Stored items:
::::

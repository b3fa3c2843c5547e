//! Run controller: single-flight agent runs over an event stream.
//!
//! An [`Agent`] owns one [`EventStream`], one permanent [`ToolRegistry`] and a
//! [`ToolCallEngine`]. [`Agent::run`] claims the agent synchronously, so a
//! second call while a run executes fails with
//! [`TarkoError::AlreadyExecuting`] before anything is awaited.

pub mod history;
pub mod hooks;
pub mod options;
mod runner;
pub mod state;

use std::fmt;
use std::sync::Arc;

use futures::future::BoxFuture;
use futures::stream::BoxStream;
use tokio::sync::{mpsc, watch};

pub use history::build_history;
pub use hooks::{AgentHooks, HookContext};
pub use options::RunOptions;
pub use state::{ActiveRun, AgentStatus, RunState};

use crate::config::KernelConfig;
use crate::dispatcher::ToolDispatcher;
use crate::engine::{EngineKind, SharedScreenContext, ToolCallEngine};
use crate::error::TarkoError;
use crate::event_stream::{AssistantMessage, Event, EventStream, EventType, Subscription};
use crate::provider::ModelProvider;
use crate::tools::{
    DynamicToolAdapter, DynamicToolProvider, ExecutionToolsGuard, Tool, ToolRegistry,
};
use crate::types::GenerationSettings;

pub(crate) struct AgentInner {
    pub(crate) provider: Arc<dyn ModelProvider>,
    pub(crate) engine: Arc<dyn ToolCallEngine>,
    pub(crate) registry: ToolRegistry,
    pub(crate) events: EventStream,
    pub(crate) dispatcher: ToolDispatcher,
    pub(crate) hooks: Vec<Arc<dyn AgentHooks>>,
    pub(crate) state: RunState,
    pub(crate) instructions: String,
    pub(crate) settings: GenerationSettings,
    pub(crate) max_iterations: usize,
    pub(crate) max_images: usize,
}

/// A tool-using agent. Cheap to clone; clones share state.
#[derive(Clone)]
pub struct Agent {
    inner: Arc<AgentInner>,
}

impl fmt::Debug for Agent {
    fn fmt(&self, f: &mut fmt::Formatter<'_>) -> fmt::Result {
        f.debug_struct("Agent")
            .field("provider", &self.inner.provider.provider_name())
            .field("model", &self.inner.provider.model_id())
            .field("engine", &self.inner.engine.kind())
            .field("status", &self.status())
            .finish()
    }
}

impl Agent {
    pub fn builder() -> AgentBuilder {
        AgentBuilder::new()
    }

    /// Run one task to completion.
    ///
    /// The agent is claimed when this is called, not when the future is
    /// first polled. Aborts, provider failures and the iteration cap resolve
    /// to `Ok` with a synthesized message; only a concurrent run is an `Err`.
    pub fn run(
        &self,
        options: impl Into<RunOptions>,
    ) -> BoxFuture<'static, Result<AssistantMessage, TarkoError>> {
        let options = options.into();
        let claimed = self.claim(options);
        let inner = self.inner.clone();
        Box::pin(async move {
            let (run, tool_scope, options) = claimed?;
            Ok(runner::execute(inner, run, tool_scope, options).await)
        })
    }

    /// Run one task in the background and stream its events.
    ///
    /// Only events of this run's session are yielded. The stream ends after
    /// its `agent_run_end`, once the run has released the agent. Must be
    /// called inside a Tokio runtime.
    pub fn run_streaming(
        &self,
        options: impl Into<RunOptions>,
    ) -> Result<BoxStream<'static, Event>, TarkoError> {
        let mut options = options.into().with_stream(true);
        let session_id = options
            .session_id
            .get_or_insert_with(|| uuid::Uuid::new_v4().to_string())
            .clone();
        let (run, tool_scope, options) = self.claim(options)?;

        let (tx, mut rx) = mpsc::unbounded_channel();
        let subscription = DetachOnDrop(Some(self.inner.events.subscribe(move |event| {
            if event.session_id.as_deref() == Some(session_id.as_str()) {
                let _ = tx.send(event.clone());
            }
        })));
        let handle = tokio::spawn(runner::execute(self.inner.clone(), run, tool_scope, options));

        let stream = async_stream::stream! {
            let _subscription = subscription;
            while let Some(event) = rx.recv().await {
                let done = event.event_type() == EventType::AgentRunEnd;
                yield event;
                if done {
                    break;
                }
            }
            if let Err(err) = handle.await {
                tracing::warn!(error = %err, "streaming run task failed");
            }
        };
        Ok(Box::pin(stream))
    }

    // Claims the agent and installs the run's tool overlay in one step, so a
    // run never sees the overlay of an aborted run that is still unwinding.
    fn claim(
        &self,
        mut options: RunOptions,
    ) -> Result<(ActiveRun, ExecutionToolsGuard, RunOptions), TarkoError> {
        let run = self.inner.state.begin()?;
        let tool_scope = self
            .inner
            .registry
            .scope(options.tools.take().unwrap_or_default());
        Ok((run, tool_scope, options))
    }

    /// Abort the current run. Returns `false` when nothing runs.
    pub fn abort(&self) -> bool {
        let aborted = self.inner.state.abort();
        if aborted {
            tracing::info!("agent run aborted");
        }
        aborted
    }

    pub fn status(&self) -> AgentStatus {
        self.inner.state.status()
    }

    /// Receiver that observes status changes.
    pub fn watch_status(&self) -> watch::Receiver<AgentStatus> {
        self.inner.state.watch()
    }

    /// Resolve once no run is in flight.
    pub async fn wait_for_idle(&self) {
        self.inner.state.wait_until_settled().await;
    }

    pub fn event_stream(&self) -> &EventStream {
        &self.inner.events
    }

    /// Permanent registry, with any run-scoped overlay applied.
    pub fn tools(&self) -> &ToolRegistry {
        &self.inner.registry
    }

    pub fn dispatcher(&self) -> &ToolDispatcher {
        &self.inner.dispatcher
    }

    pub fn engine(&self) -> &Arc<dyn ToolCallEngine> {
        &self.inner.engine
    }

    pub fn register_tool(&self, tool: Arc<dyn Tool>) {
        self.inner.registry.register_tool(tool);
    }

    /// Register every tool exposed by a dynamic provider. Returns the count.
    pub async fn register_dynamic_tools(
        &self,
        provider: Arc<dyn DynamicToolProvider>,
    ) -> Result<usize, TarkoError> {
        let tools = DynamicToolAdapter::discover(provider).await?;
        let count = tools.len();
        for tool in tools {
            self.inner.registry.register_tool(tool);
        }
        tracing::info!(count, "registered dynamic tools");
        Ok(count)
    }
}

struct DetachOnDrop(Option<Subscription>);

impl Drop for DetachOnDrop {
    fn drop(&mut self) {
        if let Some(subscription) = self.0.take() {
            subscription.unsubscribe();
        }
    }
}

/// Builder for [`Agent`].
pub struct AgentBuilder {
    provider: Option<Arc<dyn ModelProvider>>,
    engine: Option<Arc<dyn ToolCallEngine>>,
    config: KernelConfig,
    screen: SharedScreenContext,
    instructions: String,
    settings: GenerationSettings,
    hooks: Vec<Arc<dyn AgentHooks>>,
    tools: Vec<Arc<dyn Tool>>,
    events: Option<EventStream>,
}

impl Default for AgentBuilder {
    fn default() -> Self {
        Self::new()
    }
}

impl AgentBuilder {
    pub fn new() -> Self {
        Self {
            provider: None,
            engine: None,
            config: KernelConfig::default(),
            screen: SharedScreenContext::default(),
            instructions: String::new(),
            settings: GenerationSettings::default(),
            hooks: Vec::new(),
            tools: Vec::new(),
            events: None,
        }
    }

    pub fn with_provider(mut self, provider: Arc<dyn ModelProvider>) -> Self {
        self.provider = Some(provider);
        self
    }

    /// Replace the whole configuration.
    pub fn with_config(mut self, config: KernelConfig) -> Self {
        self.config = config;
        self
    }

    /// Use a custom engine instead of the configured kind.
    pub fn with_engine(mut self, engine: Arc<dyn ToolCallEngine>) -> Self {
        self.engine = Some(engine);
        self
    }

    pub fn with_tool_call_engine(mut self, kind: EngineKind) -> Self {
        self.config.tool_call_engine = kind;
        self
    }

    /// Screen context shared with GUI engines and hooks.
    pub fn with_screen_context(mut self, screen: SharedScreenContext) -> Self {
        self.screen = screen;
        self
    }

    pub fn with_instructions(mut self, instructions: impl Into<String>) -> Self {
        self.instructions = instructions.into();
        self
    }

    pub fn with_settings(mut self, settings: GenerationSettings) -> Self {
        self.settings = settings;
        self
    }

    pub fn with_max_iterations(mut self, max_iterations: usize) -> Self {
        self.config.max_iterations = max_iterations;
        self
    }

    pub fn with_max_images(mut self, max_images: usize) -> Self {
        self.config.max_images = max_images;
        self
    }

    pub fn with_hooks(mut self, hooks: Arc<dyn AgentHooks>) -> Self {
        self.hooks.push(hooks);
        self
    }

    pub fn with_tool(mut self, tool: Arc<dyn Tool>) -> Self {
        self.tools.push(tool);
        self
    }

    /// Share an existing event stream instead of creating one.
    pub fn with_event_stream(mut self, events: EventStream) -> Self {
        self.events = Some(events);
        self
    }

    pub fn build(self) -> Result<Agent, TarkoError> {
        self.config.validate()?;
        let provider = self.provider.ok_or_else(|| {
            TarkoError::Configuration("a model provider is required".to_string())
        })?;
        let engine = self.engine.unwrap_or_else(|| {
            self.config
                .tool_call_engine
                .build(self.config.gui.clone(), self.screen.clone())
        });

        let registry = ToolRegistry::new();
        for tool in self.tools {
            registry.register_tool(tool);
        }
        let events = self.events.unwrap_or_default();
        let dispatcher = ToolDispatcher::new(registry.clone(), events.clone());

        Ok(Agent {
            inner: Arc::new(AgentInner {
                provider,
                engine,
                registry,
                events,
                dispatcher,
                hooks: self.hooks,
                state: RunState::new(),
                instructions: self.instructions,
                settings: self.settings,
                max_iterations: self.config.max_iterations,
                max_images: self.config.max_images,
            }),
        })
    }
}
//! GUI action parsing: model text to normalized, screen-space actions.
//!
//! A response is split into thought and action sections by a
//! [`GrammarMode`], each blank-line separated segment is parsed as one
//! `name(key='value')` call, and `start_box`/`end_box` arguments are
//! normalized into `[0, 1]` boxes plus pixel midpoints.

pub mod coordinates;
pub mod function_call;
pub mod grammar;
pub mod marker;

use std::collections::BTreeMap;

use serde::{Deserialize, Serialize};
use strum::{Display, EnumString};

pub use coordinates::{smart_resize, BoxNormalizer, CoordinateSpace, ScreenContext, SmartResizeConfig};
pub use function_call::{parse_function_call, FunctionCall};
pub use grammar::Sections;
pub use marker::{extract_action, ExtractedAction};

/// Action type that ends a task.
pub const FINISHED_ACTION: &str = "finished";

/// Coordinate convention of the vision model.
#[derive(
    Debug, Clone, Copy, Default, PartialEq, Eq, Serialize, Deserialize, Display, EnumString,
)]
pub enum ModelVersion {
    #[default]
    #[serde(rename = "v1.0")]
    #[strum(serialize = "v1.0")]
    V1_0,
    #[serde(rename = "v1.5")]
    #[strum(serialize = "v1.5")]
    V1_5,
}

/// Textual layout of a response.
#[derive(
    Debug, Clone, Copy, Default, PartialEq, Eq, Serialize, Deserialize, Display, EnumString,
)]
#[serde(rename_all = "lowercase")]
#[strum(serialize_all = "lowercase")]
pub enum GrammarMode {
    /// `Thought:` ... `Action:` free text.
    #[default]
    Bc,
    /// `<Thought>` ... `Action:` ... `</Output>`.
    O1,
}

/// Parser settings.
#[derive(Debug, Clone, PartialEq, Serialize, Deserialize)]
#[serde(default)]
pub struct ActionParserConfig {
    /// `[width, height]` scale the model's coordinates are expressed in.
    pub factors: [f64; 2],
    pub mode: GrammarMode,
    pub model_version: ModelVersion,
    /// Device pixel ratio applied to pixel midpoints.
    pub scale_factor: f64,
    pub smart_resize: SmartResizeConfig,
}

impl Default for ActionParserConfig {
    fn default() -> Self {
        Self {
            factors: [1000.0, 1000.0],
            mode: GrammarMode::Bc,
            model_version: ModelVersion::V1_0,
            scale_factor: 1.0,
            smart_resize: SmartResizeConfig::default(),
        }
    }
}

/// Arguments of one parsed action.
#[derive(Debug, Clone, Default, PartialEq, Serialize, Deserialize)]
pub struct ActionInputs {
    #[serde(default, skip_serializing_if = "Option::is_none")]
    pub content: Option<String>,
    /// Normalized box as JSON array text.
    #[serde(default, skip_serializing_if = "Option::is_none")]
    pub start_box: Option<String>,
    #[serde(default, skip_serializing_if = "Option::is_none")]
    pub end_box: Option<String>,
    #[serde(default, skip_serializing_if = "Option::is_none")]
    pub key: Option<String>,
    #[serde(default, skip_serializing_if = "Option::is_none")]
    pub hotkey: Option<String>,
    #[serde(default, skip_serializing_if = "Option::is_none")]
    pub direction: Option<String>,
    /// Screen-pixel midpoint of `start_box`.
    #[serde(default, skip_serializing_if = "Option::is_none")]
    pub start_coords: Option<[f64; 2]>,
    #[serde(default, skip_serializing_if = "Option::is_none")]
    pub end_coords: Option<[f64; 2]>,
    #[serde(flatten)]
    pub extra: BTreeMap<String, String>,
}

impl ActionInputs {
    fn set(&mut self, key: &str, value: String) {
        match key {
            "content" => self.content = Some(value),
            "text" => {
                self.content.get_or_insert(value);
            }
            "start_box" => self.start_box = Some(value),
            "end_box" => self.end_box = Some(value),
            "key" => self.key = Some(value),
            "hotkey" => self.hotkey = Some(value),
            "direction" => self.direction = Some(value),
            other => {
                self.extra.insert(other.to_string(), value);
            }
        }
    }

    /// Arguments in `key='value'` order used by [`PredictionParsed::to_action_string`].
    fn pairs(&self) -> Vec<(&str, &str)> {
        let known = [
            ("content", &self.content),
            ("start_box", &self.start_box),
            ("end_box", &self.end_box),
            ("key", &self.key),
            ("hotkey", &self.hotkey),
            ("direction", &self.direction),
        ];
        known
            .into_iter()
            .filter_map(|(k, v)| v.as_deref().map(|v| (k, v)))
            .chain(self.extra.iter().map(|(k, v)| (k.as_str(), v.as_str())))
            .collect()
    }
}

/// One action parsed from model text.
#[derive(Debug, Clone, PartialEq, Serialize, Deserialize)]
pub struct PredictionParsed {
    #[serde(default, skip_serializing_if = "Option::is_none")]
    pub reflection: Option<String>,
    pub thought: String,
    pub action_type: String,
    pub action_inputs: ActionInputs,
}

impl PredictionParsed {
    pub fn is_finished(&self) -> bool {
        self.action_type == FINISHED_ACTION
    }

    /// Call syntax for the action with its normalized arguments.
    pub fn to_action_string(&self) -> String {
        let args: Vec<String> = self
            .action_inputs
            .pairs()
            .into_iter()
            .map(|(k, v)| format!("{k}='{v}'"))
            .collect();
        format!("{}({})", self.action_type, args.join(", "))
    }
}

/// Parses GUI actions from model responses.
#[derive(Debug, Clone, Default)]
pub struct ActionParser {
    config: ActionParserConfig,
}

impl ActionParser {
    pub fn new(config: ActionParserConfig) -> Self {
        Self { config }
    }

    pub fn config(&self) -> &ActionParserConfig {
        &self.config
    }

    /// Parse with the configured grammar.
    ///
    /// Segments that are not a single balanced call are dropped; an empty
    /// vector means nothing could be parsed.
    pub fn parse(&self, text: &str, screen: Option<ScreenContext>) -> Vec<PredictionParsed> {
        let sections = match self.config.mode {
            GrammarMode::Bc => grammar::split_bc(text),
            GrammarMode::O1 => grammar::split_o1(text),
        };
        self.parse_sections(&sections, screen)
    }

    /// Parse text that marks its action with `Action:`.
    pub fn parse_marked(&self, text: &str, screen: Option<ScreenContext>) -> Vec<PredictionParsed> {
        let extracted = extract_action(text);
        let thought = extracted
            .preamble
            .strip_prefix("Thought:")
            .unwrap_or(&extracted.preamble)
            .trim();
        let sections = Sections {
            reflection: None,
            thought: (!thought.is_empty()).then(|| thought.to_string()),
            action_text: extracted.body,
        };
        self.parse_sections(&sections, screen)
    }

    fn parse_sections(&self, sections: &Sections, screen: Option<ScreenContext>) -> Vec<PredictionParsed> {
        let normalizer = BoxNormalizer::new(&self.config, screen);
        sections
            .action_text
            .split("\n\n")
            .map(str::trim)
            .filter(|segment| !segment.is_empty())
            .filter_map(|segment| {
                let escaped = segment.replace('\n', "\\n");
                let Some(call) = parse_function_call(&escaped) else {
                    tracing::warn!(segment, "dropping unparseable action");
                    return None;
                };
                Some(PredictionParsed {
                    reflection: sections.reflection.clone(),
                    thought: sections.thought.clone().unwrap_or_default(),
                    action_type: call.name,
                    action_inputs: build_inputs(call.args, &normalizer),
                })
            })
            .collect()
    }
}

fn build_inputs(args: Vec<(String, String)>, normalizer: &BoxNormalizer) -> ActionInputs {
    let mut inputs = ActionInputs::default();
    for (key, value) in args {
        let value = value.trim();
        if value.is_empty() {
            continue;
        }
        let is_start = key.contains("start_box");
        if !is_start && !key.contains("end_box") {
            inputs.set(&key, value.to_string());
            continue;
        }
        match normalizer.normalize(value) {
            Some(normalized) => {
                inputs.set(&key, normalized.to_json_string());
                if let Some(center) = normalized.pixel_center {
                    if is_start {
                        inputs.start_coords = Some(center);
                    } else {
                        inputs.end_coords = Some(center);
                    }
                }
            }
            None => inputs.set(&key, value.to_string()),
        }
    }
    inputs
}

::::

EXERCISE: Up to and including the line that contains "use std::sync::Arc;", output the records above exactly, beginning with their first line.

ANSWER FOR THIS EXERCISE:
repository b3fa3c2843c5547e
//! Run controller: single-flight agent runs over an event stream.
//!
//! An [`Agent`] owns one [`EventStream`], one permanent [`ToolRegistry`] and a
//! [`ToolCallEngine`]. [`Agent::run`] claims the agent synchronously, so a
//! second call while a run executes fails with
//! [`TarkoError::AlreadyExecuting`] before anything is awaited.

pub mod history;
pub mod hooks;
pub mod options;
mod runner;
pub mod state;

use std::fmt;
use std::sync::Arc;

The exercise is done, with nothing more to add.